In the base game, eight AI lords are available, including the opponents from the original game (The Rat, The Snake, The Pig, and The Wolf), as well as new Arabian, Kurdish and Crusader lords (Saladin, Richard the Lionheart, The Caliph, and The Sultan). With the Warchest edition, eight additional lords were added. Three of these (Emperor Frederick, King Philip, and The Sheriff) were made available by Firefly as a free download, but the five others - Nizar (based on the real-life Hassan-i Sabbah), The Emir, The Wazir, The Marshal (a repurposed Sir Longarm from the original Stronghold), and The Abbot - had to be obtained via buying the Warchest package.
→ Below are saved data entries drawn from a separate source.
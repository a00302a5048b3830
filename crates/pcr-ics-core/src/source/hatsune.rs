//! Story events (`hatsune_schedule` joined to `event_story_data`).

use rusqlite::Connection;

use super::{EventSource, ScheduleRow, SourceContext, SourceError, query_rows};
use crate::model::CandidateEvent;

const TABLE: &str = "hatsune_schedule";
const QUERY: &str = "
    SELECT a.event_id, a.start_time, a.end_time, b.title
    FROM hatsune_schedule AS a
    JOIN event_story_data AS b ON a.event_id = b.value";

#[derive(Debug, Clone, Copy, Default)]
pub struct HatsuneSource;

impl EventSource for HatsuneSource {
    fn table(&self) -> &'static str {
        TABLE
    }

    fn fetch_candidates(
        &self,
        conn: &Connection,
        ctx: &SourceContext,
    ) -> Result<Vec<CandidateEvent>, SourceError> {
        let rows = query_rows(conn, TABLE, QUERY, |row| {
            Ok((ScheduleRow::from_row(row)?, row.get::<_, String>(3)?))
        })?;

        rows.into_iter()
            .map(|(row, title)| {
                ctx.candidate(TABLE, row.id, format!("剧情活动：{title}"), &row.start, &row.end)
            })
            .collect()
    }
}

#[cfg(test)]
mod tests {
    use super::*;
    use crate::source::fixtures;

    #[test]
    fn title_comes_from_story_table() {
        let conn = fixtures::snapshot();
        conn.execute_batch(
            "
            INSERT INTO hatsune_schedule VALUES (10001, '2020/05/11 16:00:00', '2020/05/21 11:59:59');
            INSERT INTO event_story_data VALUES (5001, 10001, '公主的休假');
            ",
        )
        .expect("insert rows");

        let candidates = HatsuneSource
            .fetch_candidates(&conn, &fixtures::context())
            .expect("fetch");
        assert_eq!(candidates.len(), 1);
        assert_eq!(candidates[0].name(), "剧情活动：公主的休假");
        assert_eq!(candidates[0].identity_key(), "pcr_cn/hatsune_schedule/10001");
    }
}
//! Read-only access to a downloaded game database snapshot.

use std::path::{Path, PathBuf};
use std::time::Duration;

use rusqlite::{Connection, OpenFlags};

/// Busy timeout for snapshot connections.
pub const DEFAULT_BUSY_TIMEOUT: Duration = Duration::from_secs(5);

#[derive(Debug, thiserror::Error)]
#[error("failed to open snapshot {}: {source}", path.display())]
pub struct SnapshotOpenError {
    pub path: PathBuf,
    #[source]
    pub source: rusqlite::Error,
}

/// Open the snapshot at `path` read-only.
///
/// # Errors
///
/// Returns an error if the file is missing or is not a SQLite database.
pub fn open_snapshot(path: &Path) -> Result<Connection, SnapshotOpenError> {
    let open_error = |source| SnapshotOpenError {
        path: path.to_path_buf(),
        source,
    };

    let conn = Connection::open_with_flags(
        path,
        OpenFlags::SQLITE_OPEN_READ_ONLY | OpenFlags::SQLITE_OPEN_NO_MUTEX,
    )
    .map_err(open_error)?;

    conn.busy_timeout(DEFAULT_BUSY_TIMEOUT).map_err(open_error)?;
    // Opening is lazy; touch the schema so a non-database file fails here.
    conn.query_row("SELECT count(*) FROM sqlite_master", [], |row| {
        row.get::<_, i64>(0)
    })
    .map_err(open_error)?;

    Ok(conn)
}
These additional lords were, however, properly included within the game's later release on Steam at no extra charge.

==Reception==

The game received "generally favorable reviews" according to the review aggregation website Metacritic.

Aggregate score
| Aggregator | Score |
|---|---|
| Metacritic | 78/100 |

Review scores
| Publication | Score |
|---|---|
| Computer Games Magazine | 3.5/5 |
| Computer Gaming World | 2/5 |
| Game Informer | 8.75/10 |
| GameSpot | 8/10 |
| GameSpy | 4/5 |
| GameZone | 8/10 |
| IGN | 8.4/10 |
| PC Gamer (UK) | 76% |
| PC Gamer (US) | 77% |
| PC Zone | 82% |

===Sales===
As Stronghold was a commercial success in the German market, local commentators suggested before Crusaders release that it would become a hit as well. The game opened as September's fifth-best-selling full-price computer game, according to Media Control. It maintained an unbroken streak in Media Control's top 30 for full-price games through June 2003, placing 20th that month. In August, it debuted in first place on the chart for budget-price games; by August 2004, it had spent 10 total months in the budget top 20. Crusader ultimately received a "Gold" certification from the Verband der Unterhaltungssoftware Deutschland (VUD), indicating sales of at least 100,000 units across Germany, Austria, and Switzerland.
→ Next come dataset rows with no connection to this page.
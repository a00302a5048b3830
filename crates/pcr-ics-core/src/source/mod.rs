//! Event source adapters.
//!
//! One adapter per game-data category. Each reads a single logical table of
//! the snapshot (sometimes joined to a lookup table) and maps every row to a
//! [`CandidateEvent`] with a human-readable name and a stable identity key
//! `"<prefix>/<table>/<row id>"`.
//!
//! Adapters are listed explicitly in [`registry`]; that order is also the
//! order candidates reach the merge engine.
//!
//! Source timestamps are wall times in the calendar timezone, formatted as
//! [`SOURCE_TIME_FORMAT`]. Single-digit month, day and hour fields occur in
//! older snapshots and are accepted.

pub mod campaign;
pub mod chara_fortune;
pub mod clan_battle;
pub mod free_gacha;
pub mod hatsune;
pub mod tower;

use chrono::{DateTime, NaiveDateTime, TimeZone, Utc};
use chrono_tz::Tz;
use rusqlite::{Connection, Row};
use tracing::debug;

use crate::error::ErrorCode;
use crate::identity::identity_key;
use crate::model::CandidateEvent;

pub use campaign::CampaignSource;
pub use chara_fortune::CharaFortuneSource;
pub use clan_battle::ClanBattleSource;
pub use free_gacha::FreeGachaSource;
pub use hatsune::HatsuneSource;
pub use tower::TowerSource;

/// `strftime` layout of every schedule timestamp in the snapshot.
pub const SOURCE_TIME_FORMAT: &str = "%Y/%m/%d %H:%M:%S";

// ---------------------------------------------------------------------------
// Errors
// ---------------------------------------------------------------------------

#[derive(Debug, thiserror::Error)]
pub enum SourceError {
    /// The query itself failed: missing table or column, or a column of an
    /// unexpected type.
    #[error("query on {table} failed: {source}")]
    Query {
        table: &'static str,
        #[source]
        source: rusqlite::Error,
    },

    #[error("{table} row {row_id}: malformed timestamp '{raw}': {reason}")]
    Timestamp {
        table: &'static str,
        row_id: i64,
        raw: String,
        reason: String,
    },

    #[error("{table} row {row_id}: {reason}")]
    InvalidRow {
        table: &'static str,
        row_id: i64,
        reason: String,
    },
}

impl SourceError {
    #[must_use]
    pub const fn code(&self) -> ErrorCode {
        match self {
            Self::Query { .. } => ErrorCode::SnapshotSchemaMismatch,
            Self::Timestamp { .. } => ErrorCode::TimestampParseFailed,
            Self::InvalidRow { .. } => ErrorCode::InvalidSourceRow,
        }
    }
}

// ---------------------------------------------------------------------------
// Adapter contract
// ---------------------------------------------------------------------------

/// Per-run settings shared by all adapters.
#[derive(Debug, Clone)]
pub struct SourceContext {
    /// Zone the snapshot's wall times are written in.
    pub timezone: Tz,
    /// First segment of every identity key (e.g. `pcr_cn`).
    pub identity_prefix: String,
}

impl SourceContext {
    #[must_use]
    pub fn new(timezone: Tz, identity_prefix: impl Into<String>) -> Self {
        Self {
            timezone,
            identity_prefix: identity_prefix.into(),
        }
    }

    /// Parse one snapshot wall time into an instant.
    ///
    /// # Errors
    ///
    /// Returns [`SourceError::Timestamp`] when `raw` does not match
    /// [`SOURCE_TIME_FORMAT`] or names a time that does not exist locally.
    pub fn parse_time(
        &self,
        table: &'static str,
        row_id: i64,
        raw: &str,
    ) -> Result<DateTime<Utc>, SourceError> {
        let timestamp_error = |reason: String| SourceError::Timestamp {
            table,
            row_id,
            raw: raw.to_string(),
            reason,
        };

        let naive = NaiveDateTime::parse_from_str(raw.trim(), SOURCE_TIME_FORMAT)
            .map_err(|err| timestamp_error(err.to_string()))?;
        self.timezone
            .from_local_datetime(&naive)
            .earliest()
            .map(|local| local.with_timezone(&Utc))
            .ok_or_else(|| timestamp_error(format!("not a valid time in {}", self.timezone)))
    }

    /// Build the candidate for one row.
    ///
    /// # Errors
    ///
    /// Returns an error if either bound fails to parse or the interval is
    /// inverted.
    pub fn candidate(
        &self,
        table: &'static str,
        row_id: i64,
        name: String,
        start_raw: &str,
        end_raw: &str,
    ) -> Result<CandidateEvent, SourceError> {
        let start = self.parse_time(table, row_id, start_raw)?;
        let end = self.parse_time(table, row_id, end_raw)?;
        let key = identity_key(&self.identity_prefix, table, row_id);

        CandidateEvent::new(name, start, end, key).map_err(|err| SourceError::InvalidRow {
            table,
            row_id,
            reason: err.to_string(),
        })
    }
}

/// Reads candidates for one game-data category.
pub trait EventSource {
    /// Source table, also the middle segment of the identity key.
    fn table(&self) -> &'static str;

    /// Run the adapter's query and map every row.
    ///
    /// # Errors
    ///
    /// Fails on the first query error or unparsable row; no partial result
    /// is returned.
    fn fetch_candidates(
        &self,
        conn: &Connection,
        ctx: &SourceContext,
    ) -> Result<Vec<CandidateEvent>, SourceError>;
}

/// All adapters, in publication order.
#[must_use]
pub fn registry() -> Vec<Box<dyn EventSource>> {
    vec![
        Box::new(ClanBattleSource),
        Box::new(FreeGachaSource),
        Box::new(CampaignSource),
        Box::new(TowerSource),
        Box::new(HatsuneSource),
        Box::new(CharaFortuneSource),
    ]
}

/// Run `sources` in order and concatenate their candidates.
///
/// # Errors
///
/// Returns the first adapter failure.
pub fn collect_candidates(
    conn: &Connection,
    sources: &[Box<dyn EventSource>],
    ctx: &SourceContext,
) -> Result<Vec<CandidateEvent>, SourceError> {
    let mut candidates = Vec::new();
    for source in sources {
        let batch = source.fetch_candidates(conn, ctx)?;
        debug!(table = source.table(), rows = batch.len(), "adapter finished");
        candidates.extend(batch);
    }
    Ok(candidates)
}

// ---------------------------------------------------------------------------
// Helpers
// ---------------------------------------------------------------------------

/// The `(id, start_time, end_time)` prefix every adapter query selects.
#[derive(Debug, Clone, PartialEq, Eq)]
pub(crate) struct ScheduleRow {
    pub id: i64,
    pub start: String,
    pub end: String,
}

impl ScheduleRow {
    pub(crate) fn from_row(row: &Row<'_>) -> rusqlite::Result<Self> {
        Ok(Self {
            id: row.get(0)?,
            start: row.get(1)?,
            end: row.get(2)?,
        })
    }
}

/// Run `sql` and map every row with `map`.
pub(crate) fn query_rows<T>(
    conn: &Connection,
    table: &'static str,
    sql: &str,
    map: impl FnMut(&Row<'_>) -> rusqlite::Result<T>,
) -> Result<Vec<T>, SourceError> {
    let query_error = |source| SourceError::Query { table, source };

    let mut stmt = conn.prepare(sql).map_err(query_error)?;
    let rows = stmt.query_map([], map).map_err(query_error)?;
    rows.collect::<rusqlite::Result<Vec<T>>>().map_err(query_error)
}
According to Edge, Stronghold: Crusader sold at least 100,000 copies in the United States, but was beaten by the first Strongholds 220,000 sales in the region. Total US sales of Stronghold games released during the 2000s reached 590,000 copies by August 2006.

==Stronghold: Crusader Extreme==
On 28 January 2008, Firefly Studios announced an expanded version of the game: Stronghold: Crusader Extreme. It boasts "new AI opponents and maps", a "new crusader extreme trail", "battles featuring over 10,000 units" and Windows Vista compatibility. It was released in June 2008.

It also contains an updated version of the original Stronghold: Crusader, which includes everything except for outposts, the god powers and the Extreme Crusader Trail. However, if the official HD patch is installed, outposts can be built on maps on the original Stronghold Crusader part of Stronghold Crusader Extreme.

===Reception===

The Extreme version received "generally unfavorable reviews" according to Metacritic. It was criticized for its extreme difficulty, lack of new audio, and not having graphical quality up to par for a game released in 2008.

Aggregate score
| Aggregator | Score |
|---|---|
| Metacritic | 45/100 |

Review scores
| Publication | Score |
|---|---|
| 1Up.com | D− |
| GameSpot | 3.5/10 |
| GameZone | 5/10 |
| IGN | 4.8/10 |
| PC Gamer (UK) | 30% |
| PC Zone | 42% |

==Sequel and Definitive Edition==
On 30 August 2012, Firefly Studios announced Stronghold Crusader II, a sequel to the original Crusader game. The company said that the game would be self-published, with additional funding to be sourced via crowd-funding site Gambitious. The game was released on 23 September 2014.

On 20 January 2025, Stronghold Crusader: Definitive Edition was announced by Firefly. Along with upgrading the graphics and tweaking the interface, other additions included new AI lords, new in-game units, larger map sizes, and additional cooperative options for multiplayer. The game was released on 15 July 2025.